TicTacJoe - Shiny Contest Submission

TicTacJoe

Authors:
Jędrzej Świeżewski

TTJ

Abstract:
TicTacJoe is a Reinforcement Learning agent playing Tic Tac Toe. In the app you can play against Tic Tac Joe, but also let him train and observe as he masters the game.

Full Description:

Play a game

You can play against TicTicJoe by pressing the Play a game button. When it is your turn, click a tile to make the move. When TicTacJoe is moving you will see the likelihood of him choosing a certain tile displayed on the tiles. Note that some tiles are equivalent (symmetric) and hence don't get their separate likelihood.

Let TicTacJoe train

Initially, TicTacJoe performs each move randomly (all likelihoods are equivalent in a given turn), so he is a Noob in the game. However, you can let TicTacJoe become better at the game, by letting him play against himself multiple times (click the Let TicTacJoe train button).
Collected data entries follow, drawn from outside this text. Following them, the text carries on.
//! # notary-node
//!
//! Runs a notary cluster member.
//!
//! ```text
//! notary-node keygen --out member.seed     write a signing seed, print the node id
//! notary-node run --config notary.json     serve one member over TCP
//! notary-node demo --members 3             in-process cluster, spend + double spend
//! ```

pub mod cli;
pub mod demo;
pub mod keys;
pub mod logging;
pub mod node;

use notary_types::{NotaryConfig, Result};

pub use cli::{Cli, Command};
pub use node::NotaryNode;

/// Execute a parsed command line.
pub async fn run(cli: Cli) -> Result<()> {
    match cli.command {
        Command::Run { config } => {
            let config = NotaryConfig::load(&config)?;
            NotaryNode::start(config).await?.run_until_shutdown().await
        }
        Command::Keygen { out } => {
            let id = keys::generate_key(&out)?;
            println!("{id}");
            Ok(())
        }
        Command::Demo { members } => {
            let report = demo::run(members).await?;
            println!("notarised   {} (signed by {})", report.spend, report.signed_by);
            println!("rejected    {}: {}", report.double_spend, report.rejection);
            for status in &report.statuses {
                println!("{}", serde_json::to_string(status)?);
            }
            Ok(())
        }
    }
}
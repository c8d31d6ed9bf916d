//! Signing seed files: 64 hex characters, optional trailing newline.

use std::{fs, path::Path};

use notary_types::{KeyPair, NodeId, NotaryError, Result};

/// Read the member key from `path`.
pub fn load_key(path: &Path) -> Result<KeyPair> {
    let seed = fs::read_to_string(path).map_err(|e| {
        NotaryError::Configuration(format!("cannot read key seed {}: {e}", path.display()))
    })?;
    KeyPair::from_hex_seed(seed.trim())
        .map_err(|e| NotaryError::Configuration(format!("bad key seed in {}: {e}", path.display())))
}

/// Write a fresh random seed to `path`, refusing to overwrite, and return
/// the node id it yields.
pub fn generate_key(path: &Path) -> Result<NodeId> {
    if path.exists() {
        return Err(NotaryError::Configuration(format!(
            "{} already exists; refusing to overwrite a key",
            path.display()
        )));
    }
    let seed: [u8; 32] = rand::random();
    fs::write(path, format!("{}\n", hex::encode(seed)))?;
    let key = KeyPair::from_seed(seed);
    Ok(NodeId::from_key(key.public_key()))
}
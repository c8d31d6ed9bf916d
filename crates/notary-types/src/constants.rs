//! System-wide constants for the notary cluster.

/// Default tolerance applied by the time-window check (30 seconds).
pub const DEFAULT_TIME_TOLERANCE_MS: u64 = 30_000;

/// Lower bound of the randomized Raft election timeout.
pub const DEFAULT_ELECTION_TIMEOUT_MIN_MS: u64 = 300;

/// Upper bound of the randomized Raft election timeout.
pub const DEFAULT_ELECTION_TIMEOUT_MAX_MS: u64 = 600;

/// Interval between leader heartbeats (empty `AppendEntries`).
pub const DEFAULT_HEARTBEAT_INTERVAL_MS: u64 = 100;

/// Maximum number of log entries shipped in one `AppendEntries` call.
pub const DEFAULT_MAX_ENTRIES_PER_APPEND: usize = 64;

/// How long the requester waits for a reply before trying another member.
pub const DEFAULT_RESPONSE_TIMEOUT_MS: u64 = 5_000;

/// Maximum number of sends the requester makes before giving up.
pub const DEFAULT_MAX_ATTEMPTS: u32 = 5;

/// Pause between requester attempts after a timeout or a leaderless reply.
pub const DEFAULT_RETRY_BACKOFF_MS: u64 = 200;

/// Default address for notarisation sessions.
pub const DEFAULT_NOTARY_PORT: u16 = 10_010;

/// Default address for Raft peer traffic.
pub const DEFAULT_RAFT_PORT: u16 = 10_020;

/// Upper bound on a single length-prefixed frame on the wire (16 MiB).
pub const MAX_FRAME_BYTES: usize = 16 * 1024 * 1024;

/// File holding persisted log entries, one JSON document per line.
pub const LOG_ENTRIES_FILE: &str = "raft-log.jsonl";

/// File holding the persisted Raft hard state (term and vote).
pub const HARD_STATE_FILE: &str = "raft-state.json";

/// Domain separator for transaction content hashes.
pub const TX_ID_DOMAIN: &[u8] = b"notary:tx:v1:";

/// Domain separator for the requester's signature over a transaction id.
pub const REQUEST_SIGNING_DOMAIN: &[u8] = b"notary:request:v1:";

/// Domain separator for the notary's attestation over a transaction id.
pub const ATTESTATION_SIGNING_DOMAIN: &[u8] = b"notary:attest:v1:";

/// Version string.
pub const VERSION: &str = env!("CARGO_PKG_VERSION");

/// Service name.
pub const SERVICE_NAME: &str = "notary";
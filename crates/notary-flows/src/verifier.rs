use notary_types::{Result, SignedTransaction};

/// Contract-level verification used by validating notaries.
///
/// The notary itself checks ids, input distinctness and signatures; this
/// hook covers whatever the ledger's contract logic demands on top.
pub trait TransactionVerifier: Send + Sync {
    fn verify(&self, stx: &SignedTransaction) -> Result<()>;
}

/// Accepts every structurally valid transaction.
#[derive(Debug, Clone, Copy, Default)]
pub struct NoContractVerifier;

impl TransactionVerifier for NoContractVerifier {
    fn verify(&self, _stx: &SignedTransaction) -> Result<()> {
        Ok(())
    }
}
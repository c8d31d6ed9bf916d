//! Raft RPC messages.
//!
//! Requests and responses are all one-way messages; a response is simply a
//! message travelling the other way. Heartbeats are `AppendEntries` with an
//! empty entry list.

use notary_types::NodeId;
use serde::{Deserialize, Serialize};

use crate::log::{LogEntry, LogIndex, Term};

/// `RequestVote(term, candidateId, lastLogIndex, lastLogTerm)`.
#[derive(Debug, Clone, PartialEq, Eq, Serialize, Deserialize)]
pub struct RequestVote {
    pub term: Term,
    pub candidate_id: NodeId,
    pub last_log_index: LogIndex,
    pub last_log_term: Term,
}

/// Reply to [`RequestVote`].
#[derive(Debug, Clone, PartialEq, Eq, Serialize, Deserialize)]
pub struct VoteResponse {
    pub term: Term,
    pub granted: bool,
}

/// `AppendEntries(term, leaderId, prevLogIndex, prevLogTerm, entries[], leaderCommit)`.
#[derive(Debug, Clone, PartialEq, Eq, Serialize, Deserialize)]
pub struct AppendEntries<C> {
    pub term: Term,
    pub leader_id: NodeId,
    pub prev_log_index: LogIndex,
    pub prev_log_term: Term,
    pub entries: Vec<LogEntry<C>>,
    pub leader_commit: LogIndex,
}

/// Reply to [`AppendEntries`].
///
/// On success `match_index` is the last index known to match the leader.
/// On failure it is a hint: the follower's log is known not to match
/// beyond it, so the leader can back off in one step.
#[derive(Debug, Clone, PartialEq, Eq, Serialize, Deserialize)]
pub struct AppendResponse {
    pub term: Term,
    pub success: bool,
    pub match_index: LogIndex,
}

/// Any message exchanged between cluster members.
#[derive(Debug, Clone, PartialEq, Eq, Serialize, Deserialize)]
#[serde(tag = "rpc", rename_all = "snake_case")]
pub enum RaftMessage<C> {
    RequestVote(RequestVote),
    VoteResponse(VoteResponse),
    AppendEntries(AppendEntries<C>),
    AppendResponse(AppendResponse),
}

impl<C> RaftMessage<C> {
    /// Term carried by the message.
    #[must_use]
    pub fn term(&self) -> Term {
        match self {
            Self::RequestVote(m) => m.term,
            Self::VoteResponse(m) => m.term,
            Self::AppendEntries(m) => m.term,
            Self::AppendResponse(m) => m.term,
        }
    }

    /// Short name for log fields.
    #[must_use]
    pub fn kind(&self) -> &'static str {
        match self {
            Self::RequestVote(_) => "request_vote",
            Self::VoteResponse(_) => "vote_response",
            Self::AppendEntries(m) if m.entries.is_empty() => "heartbeat",
            Self::AppendEntries(_) => "append_entries",
            Self::AppendResponse(_) => "append_response",
        }
    }
}

/// A message together with its sender, as framed on the wire.
#[derive(Debug, Clone, Serialize, Deserialize)]
pub struct RaftEnvelope<C> {
    pub from: NodeId,
    pub message: RaftMessage<C>,
}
Observe, how he gradually becomes a Tic Tac Toe Guru :).
Once he acquires some skills, you can revert him to the initial state of mind by pressing the Flush TicTacJoe's skills button.

The 3 graphs

The three graphs at the bottom (visible after you start training) visualise the evolution of the likelihoods (in %) of the first three possible moves TicTacJoe can make when he starts a game (so a move in the center, in a corner or at a side). They start from being equal (33% each), and as the training progresses, freeze out to always choosing the optimal move.

How does it work?

Interestingly, TicTacJoe's brain is implemented explicitly in pure R (with no extra libraries). It is an example of Reinforcement Learning, since as he plays against himself, he gets rewarded for moves leading him to win and hence encouraged to make them in the future. Similarly, he gets discouraged from those leading to his loss, and hence makes them less often.
To enhance the initial exploration, and then exploitation in the later stages of training, a temperature-like mechanism is introduced. Initially the temperature's role is to push the likelihoods to be equal, but as the temperature drops the largest likelihood is becoming more and more dominant.
Those mechanisms turn out to be enough to guarantee TicTacJoe almost always performs one of the optimal moves when trained to be a Guru.
A feature of the implementation of TicTacJoe is that (unlike in modern Reinforcement Learning applications) the entire probability graph is stored. This limits the direct generalizability of the approach, but makes investigation and interpretation of the state of training especially easy, which makes TicTacJoe a good toy example of the key Reinforcement Learning ideas.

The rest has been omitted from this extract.